British Entomologist

Gavin R. Broad is a British entomologist who was the curator in charge of Insects, and is a Principal Curator of Hymenoptera at Natural History Museum, London. He is the President of the British Entomological and Natural History Society and President-Elect for the International Society of Hymenopterists. He is also the co-investigator on the Darwin Tree of Life Project. His work focuses on Ichneumonoidea and groups previously classified as Vespoidea. His research interests focus on the taxonomy and diversity of Ichneumonidae and on biodiversity genomics.

== Career ==
Broad studied his undergraduate degree in Zoology at Sheffield University, and completed his PhD at Imperial College London in 2001. He worked at the Biological Records Centre for three years as a coordinator of zoological data and research. Broad works at Natural History Museum, London as a principal curator in Hymenoptera since 2006.

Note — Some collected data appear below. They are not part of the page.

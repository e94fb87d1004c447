//! `dejure` command-line entry point.
//!
//! Reads a fragment from a file or stdin, annotates it and writes the
//! result to stdout. Logs go to stderr.

use std::path::Path;
use std::sync::Arc;

use anyhow::{Context, Result};
use clap::Parser;
use dejure_client::{Annotator, DejureClient, DejureConfig};
use dejure_core::cache::fingerprint;
use dejure_core::{AppConfig, CacheDb, CacheStore, MemoryCache};
use tokio::io::{AsyncReadExt, AsyncWriteExt};
use tracing_subscriber::EnvFilter;

mod cli;

use cli::{Cli, Commands};

#[tokio::main]
async fn main() -> Result<()> {
    tracing_subscriber::fmt()
        .with_env_filter(EnvFilter::try_from_default_env().unwrap_or_else(|_| EnvFilter::new("warn")))
        .with_writer(std::io::stderr)
        .compact()
        .init();

    let cli = Cli::parse();
    let config = AppConfig::load().context("loading configuration")?;

    match cli.command {
        Commands::Annotate { file, overrides, no_cache, json } => {
            let text = read_input(file.as_deref()).await?;
            let settings = overrides.apply(config.annotation.clone());
            let annotation = settings.parse()?;

            let cache: Arc<dyn CacheStore> = if no_cache {
                Arc::new(MemoryCache::new())
            } else {
                Arc::new(CacheDb::open(&config.db_path).await?)
            };
            let client = DejureClient::new(DejureConfig { endpoint: config.endpoint.clone() })?;

            let outcome = Annotator::new(Arc::new(client), cache).annotate_with(&text, &annotation).await;
            tracing::info!(path = %outcome.path, from_cache = outcome.from_cache, "annotation finished");

            let rendered = if json { serde_json::to_string(&outcome)? } else { outcome.text };
            write_output(&rendered).await?;
        }
        Commands::Fingerprint { file, overrides } => {
            let text = read_input(file.as_deref()).await?;
            let annotation = overrides.apply(config.annotation.clone()).parse()?;
            write_output(&fingerprint(&text, &annotation)).await?;
        }
        Commands::Purge { all } => {
            let cache = CacheDb::open(&config.db_path).await?;
            let deleted =
                if all { cache.purge_all_annotations().await? } else { cache.purge_expired_annotations().await? };
            write_output(&format!("deleted {deleted} entries")).await?;
        }
    }

    Ok(())
}

async fn read_input(file: Option<&Path>) -> Result<String> {
    match file {
        Some(path) => tokio::fs::read_to_string(path)
            .await
            .with_context(|| format!("reading {}", path.display())),
        None => {
            let mut text = String::new();
            tokio::io::stdin().read_to_string(&mut text).await.context("reading stdin")?;
            Ok(text)
        }
    }
}

async fn write_output(text: &str) -> Result<()> {
    let mut stdout = tokio::io::stdout();
    stdout.write_all(text.as_bytes()).await?;
    if !text.ends_with('\n') {
        stdout.write_all(b"\n").await?;
    }
    stdout.flush().await?;
    Ok(())
}

//! cache_purge tool implementation.
//!
//! Deletes expired annotations, or every annotation when `all` is set.

use dejure_core::{CacheDb, Error};
use rmcp::{
    ErrorData as McpError,
    model::{CallToolResult, Content},
};
use schemars::JsonSchema;
use serde::{Deserialize, Serialize};

/// Parameters for the cache_purge tool.
#[derive(Debug, Clone, Default, Serialize, Deserialize, JsonSchema)]
pub struct CachePurgeParams {
    /// Delete every entry, not only expired ones.
    #[serde(default)]
    pub all: bool,
}

/// Output from the cache_purge tool.
#[derive(Debug, Clone, Serialize, Deserialize, JsonSchema)]
pub struct CachePurgeOutput {
    /// Number of entries deleted.
    pub deleted: u64,
}

/// Implementation of the cache_purge tool.
pub async fn purge_impl(cache: &CacheDb, params: CachePurgeParams) -> Result<CallToolResult, McpError> {
    let deleted =
        if params.all { cache.purge_all_annotations().await? } else { cache.purge_expired_annotations().await? };

    tracing::info!(deleted, all = params.all, "purged annotation cache");

    let output = CachePurgeOutput { deleted };
    let json = serde_json::to_string_pretty(&output)
        .map_err(|e| Error::InvalidInput(format!("Failed to serialize output: {e}")))?;

    Ok(CallToolResult::success(vec![Content::text(json)]))
}
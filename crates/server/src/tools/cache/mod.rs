//! Cache-related MCP tools.
//!
//! This module provides tools for maintaining the SQLite annotation cache.

pub mod purge;
pub mod stats;

pub use purge::{CachePurgeParams, purge_impl};
pub use stats::stats_impl;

Broad is known best for his work with Hymenoptera, with over 400 publications, including two books, Wasps of the World: A Guide to Every Family, co-authored with Simon Van Noort and Ichneumonid Wasps (Hymenoptera: Ichneumonidae): Their Classification and Biology.

Broad has had multiple species and genera named after him. For the 100th Birthday of David Attenborough, Broad was part of a group that named Attenboroughnculus in recognition.